Oh, this level of shortage will be painful, especially for farmers in Pinal County who are losing their only source of renewable water. They have no option other than to turn back to groundwater, which already has dwindled to the point that it cannot meet the long-term demands of all Pinal users. Some farmers are already beginning to make tough choices about which fields to fallow and which of their most productive lands are worth saving.
But cities in metro Phoenix will not yet feel any ill effects of a Tier 1 shortage (and few will notice the impacts of a deeper Tier 2 shortage, a growing possibility for 2023). And those with the highest priority on-river water are even more insulated from pain, even if things get worse than that.
A Tier 1 shortage isn’t our problem now
Arizona has known for years that this day would come. We planned for it in a statewide implementation plan, which provides a complex web of temporary water supplies and compensation to help those who must shoulder these cuts. The plan gets progressively more painful, especially once we hit a Tier 3 shortage that will impact even the largest cities in metro Phoenix, but it’s all spelled out.
If anything, the measured progression of cuts provides a bit of certainty in the chaos of the hotter, drier, more unpredictable future we face.
So, while I know everyone will be talking about this first shortage because it’s new, and for those who haven’t been following the situation, reading the words “water shortage” will seem scary, forgive me if I view it as old hat.
The Tier 1 declaration isn’t our problem.
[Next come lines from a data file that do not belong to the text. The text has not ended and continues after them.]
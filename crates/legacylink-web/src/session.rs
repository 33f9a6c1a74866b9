//! Cookie sessions.
//!
//! A session token is 32 random bytes, hex encoded, carried in the
//! `legacylink_session` cookie. Each token maps to exactly one [`Principal`].
//! Records live in process memory only and expire `ttl` after login.

use std::{collections::HashMap, convert::Infallible};

use axum::{
  extract::FromRequestParts,
  http::{HeaderMap, header, request::Parts},
};
use chrono::{DateTime, Duration, Utc};
use legacylink_core::{
  principal::{Principal, Role},
  store::CampusStore,
};
use rand_core::{OsRng, RngCore};
use tokio::sync::RwLock;

use crate::{AppState, error::Error};

pub const SESSION_COOKIE: &str = "legacylink_session";

// ─── Store ───────────────────────────────────────────────────────────────────

#[derive(Debug, Clone)]
struct SessionRecord {
  principal:  Principal,
  expires_at: DateTime<Utc>,
}

impl SessionRecord {
  fn is_live(&self, now: DateTime<Utc>) -> bool { self.expires_at > now }
}

pub struct SessionStore {
  ttl:     Duration,
  records: RwLock<HashMap<String, SessionRecord>>,
}

impl SessionStore {
  pub fn new(ttl: Duration) -> Self {
    Self { ttl, records: RwLock::new(HashMap::new()) }
  }

  pub fn with_ttl_minutes(minutes: i64) -> Self {
    Self::new(Duration::minutes(minutes))
  }

  /// Bind `principal` to a fresh token. The session named by `previous`, if
  /// any, is destroyed and expired records are swept.
  pub async fn establish(&self, principal: Principal, previous: Option<&str>) -> String {
    let token = new_token();
    let now = Utc::now();

    let mut records = self.records.write().await;
    sweep(&mut records, now);
    if let Some(old) = previous {
      records.remove(old);
    }
    records.insert(token.clone(), SessionRecord {
      principal,
      expires_at: now + self.ttl,
    });
    token
  }

  /// The principal bound to `token`, unless the record is missing or expired.
  pub async fn resolve(&self, token: &str) -> Option<Principal> {
    let now = Utc::now();
    {
      let records = self.records.read().await;
      match records.get(token) {
        None => return None,
        Some(r) if r.is_live(now) => return Some(r.principal.clone()),
        Some(_) => {}
      }
    }
    self.records.write().await.remove(token);
    None
  }

  /// Remove the record for `token`. Expired records are swept as well.
  pub async fn destroy(&self, token: &str) -> bool {
    let mut records = self.records.write().await;
    let removed = records.remove(token).is_some();
    sweep(&mut records, Utc::now());
    removed
  }

  pub async fn len(&self) -> usize { self.records.read().await.len() }
}

/// Records are only dropped on login, logout or a lookup of the dead token
/// itself; there is no background reaper.
fn sweep(records: &mut HashMap<String, SessionRecord>, now: DateTime<Utc>) {
  records.retain(|_, r| r.is_live(now));
}

fn new_token() -> String {
  let mut bytes = [0u8; 32];
  OsRng.fill_bytes(&mut bytes);
  hex::encode(bytes)
}

// ─── Cookies ─────────────────────────────────────────────────────────────────

/// Value of the session cookie, if the request carries one.
pub fn session_token(headers: &HeaderMap) -> Option<String> {
  headers
    .get_all(header::COOKIE)
    .iter()
    .filter_map(|v| v.to_str().ok())
    .flat_map(|s| s.split(';'))
    .filter_map(|pair| pair.trim().split_once('='))
    .find(|(k, _)| *k == SESSION_COOKIE)
    .map(|(_, v)| v.to_owned())
    .filter(|v| !v.is_empty())
}

pub fn session_cookie(token: &str, secure: bool) -> String {
  let secure = if secure { "; Secure" } else { "" };
  format!("{SESSION_COOKIE}={token}; HttpOnly; SameSite=Lax; Path=/{secure}")
}

pub fn clear_session_cookie(secure: bool) -> String {
  let secure = if secure { "; Secure" } else { "" };
  format!(
    "{SESSION_COOKIE}=; Expires=Thu, 01 Jan 1970 00:00:00 GMT; Max-Age=0; \
     HttpOnly; SameSite=Lax; Path=/{secure}"
  )
}

// ─── Extractor ───────────────────────────────────────────────────────────────

/// The session attached to a request. Never rejects: anonymous requests
/// simply carry no principal.
#[derive(Debug, Clone, Default)]
pub struct CurrentSession {
  pub token:     Option<String>,
  pub principal: Option<Principal>,
}

impl CurrentSession {
  pub fn require(&self) -> Result<&Principal, Error> {
    self.principal.as_ref().ok_or(Error::Unauthenticated)
  }

  /// A student or alumnus.
  pub fn require_member(&self) -> Result<&Principal, Error> {
    let p = self.require()?;
    if p.is_member() { Ok(p) } else { Err(Error::Forbidden) }
  }

  pub fn require_role(&self, role: Role) -> Result<&Principal, Error> {
    let p = self.require()?;
    if p.role() == role { Ok(p) } else { Err(Error::Forbidden) }
  }

  pub fn require_admin(&self) -> Result<&Principal, Error> {
    self.require_role(Role::Admin)
  }
}

impl<S> FromRequestParts<AppState<S>> for CurrentSession
where
  S: CampusStore + Clone + Send + Sync + 'static,
{
  type Rejection = Infallible;

  async fn from_request_parts(
    parts: &mut Parts,
    state: &AppState<S>,
  ) -> Result<Self, Self::Rejection> {
    let Some(token) = session_token(&parts.headers) else {
      return Ok(Self::default());
    };
    let principal = state.sessions.resolve(&token).await;
    Ok(Self { token: Some(token), principal })
  }
}

#[cfg(test)]
mod tests {
  use axum::http::HeaderValue;
  use legacylink_core::principal::{Member, Staff};

  use super::*;

  fn alice() -> Principal {
    Principal::Student(Member {
      prn:        "S1".into(),
      name:       "Alice".into(),
      batch_year: 2025,
    })
  }

  #[tokio::test]
  async fn established_session_resolves_to_its_principal() {
    let store = SessionStore::with_ttl_minutes(120);
    let token = store.establish(alice(), None).await;
    assert_eq!(token.len(), 64);
    assert_eq!(store.resolve(&token).await, Some(alice()));
    assert_eq!(store.resolve("not-a-token").await, None);
  }

  #[tokio::test]
  async fn expired_sessions_resolve_to_nobody_and_are_dropped() {
    let store = SessionStore::new(Duration::zero());
    let token = store.establish(alice(), None).await;
    assert_eq!(store.resolve(&token).await, None);
    assert_eq!(store.len().await, 0);
  }

  #[tokio::test]
  async fn new_login_replaces_the_previous_session() {
    let store = SessionStore::with_ttl_minutes(120);
    let first = store.establish(alice(), None).await;
    let admin = Principal::Admin(Staff { username: "root".into(), name: "Root".into() });
    let second = store.establish(admin.clone(), Some(&first)).await;

    assert_ne!(first, second);
    assert_eq!(store.resolve(&first).await, None);
    assert_eq!(store.resolve(&second).await, Some(admin));
    assert_eq!(store.len().await, 1);
  }

  #[tokio::test]
  async fn destroy_removes_the_record() {
    let store = SessionStore::with_ttl_minutes(120);
    let token = store.establish(alice(), None).await;
    assert!(store.destroy(&token).await);
    assert!(!store.destroy(&token).await);
    assert_eq!(store.resolve(&token).await, None);
  }

  #[tokio::test]
  async fn logout_sweeps_other_expired_records() {
    let store = SessionStore::new(Duration::zero());
    store.establish(alice(), None).await;
    store.establish(alice(), None).await;
    assert_eq!(store.len().await, 1);

    assert!(!store.destroy("unknown").await);
    assert_eq!(store.len().await, 0);
  }

  #[test]
  fn cookie_is_found_among_others() {
    let mut headers = HeaderMap::new();
    headers.insert(
      header::COOKIE,
      HeaderValue::from_static("theme=dark; legacylink_session=abc123; lang=en"),
    );
    assert_eq!(session_token(&headers).as_deref(), Some("abc123"));

    headers.insert(header::COOKIE, HeaderValue::from_static("legacylink_session="));
    assert_eq!(session_token(&headers), None);
  }

  #[test]
  fn cookie_attributes() {
    let c = session_cookie("abc", false);
    assert!(c.starts_with("legacylink_session=abc;"));
    assert!(c.contains("HttpOnly"));
    assert!(c.contains("SameSite=Lax"));
    assert!(!c.contains("Secure"));
    assert!(session_cookie("abc", true).ends_with("; Secure"));
    assert!(clear_session_cookie(false).contains("Max-Age=0"));
  }
}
It’s the other numbers contained in the reports that also will be released on Aug. 16, which have turned grim with a speed that has surprised even the experts. The upstream Lake Powell is dropping quickly, thanks to already low lake levels and near-record low runoff this year. The lower Powell falls, the less water Lake Mead gets.
That’s our problem.
It’s likely that we are in for multiple years of 7.48 million acre-feet releases, down from the 8.23 million acre-feet (or more) releases on which we have come to rely. This is consequential, considering that until now we’ve only had one 7.48 million acre-feet release in 2014, when Lake Mead was nowhere near shortage levels.
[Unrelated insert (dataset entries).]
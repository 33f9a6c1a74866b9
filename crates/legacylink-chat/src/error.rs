//! Error types for `legacylink-chat`.

use thiserror::Error;

#[derive(Debug, Error)]
pub enum Error {
  #[error("message is empty")]
  EmptyMessage,

  /// No completion service is configured.
  #[error("assistant unavailable")]
  Unavailable,

  #[error("http error: {0}")]
  Http(#[from] reqwest::Error),

  #[error("completion service returned status {0}")]
  Status(u16),

  #[error("completion service returned no text")]
  EmptyCompletion,
}

pub type Result<T, E = Error> = std::result::Result<T, E>;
Lake levels never recovered from that lower release.
Less water from Lake Powell is driving the tank
And now Mead, which is V-shaped, is significantly lower in elevation – meaning it takes progressively less water to lower lake levels. Multiple years of 7.48 million acre-feet releases will cause lake levels to plummet (the forecast already says two in a row are likely, and that there’s a decent chance of them continuing through 2025).
In fact, the latest modeling suggests there may be nearly a 40% chance of Lake Mead reaching a Tier 3 shortage – the most severe for which we have planned – by 2025.
And if the projections hold, the states that rely on Mead could be meeting as soon as November to decide what other actions we can take (likely, it’ll be even more cuts) to keep the lake from falling below a critically low level of 1,020 feet of elevation. The modeling suggests that if we do nothing additional, the lake could drop to near 1,000 feet in a worst case by 2025.
Consider that. Arizona could take its worst-case 720,000 acre-feet of cuts in a Tier 3 shortage and still the lake could tank.
We must conserve – and by “we,” I don’t just mean Arizona. Demand certainly drives part of the equation for why Mead is dropping, which means we all need to use less. Permanently.
But so does supply, and if the lake could get 750,000 acre-feet less than usual for several years – or maybe from here on out, in an effort to keep Lake Powell from tanking – this can’t just fall on Arizona’s shoulders, even if we are the state with the junior-most water rights.
Whatever we do, it must be a shared sacrifice
The good news is that other basin states seem to recognize this, that if the lakes have any hope at sustainability, it’s going to require an additional shared sacrifice to get them there.
What that sacrifice looks like is anyone’s guess. Everyone knows it will be painful, which also will make it hard for everyone to swallow. The name of the game will be to choose actions that everyone can live with, not one that everyone likes.
Because we’ve entered a new era of shortage. This is our reality, our new normal – and, in fact, it probably won’t be long before we consider a Tier 1 shortage as a time of excess.
It can and probably will get worse from here, and yes, we’re planning for that, too. So that when that day arrives, we can say we’ve got this.
It’s going to hurt. But there is no need to freak out.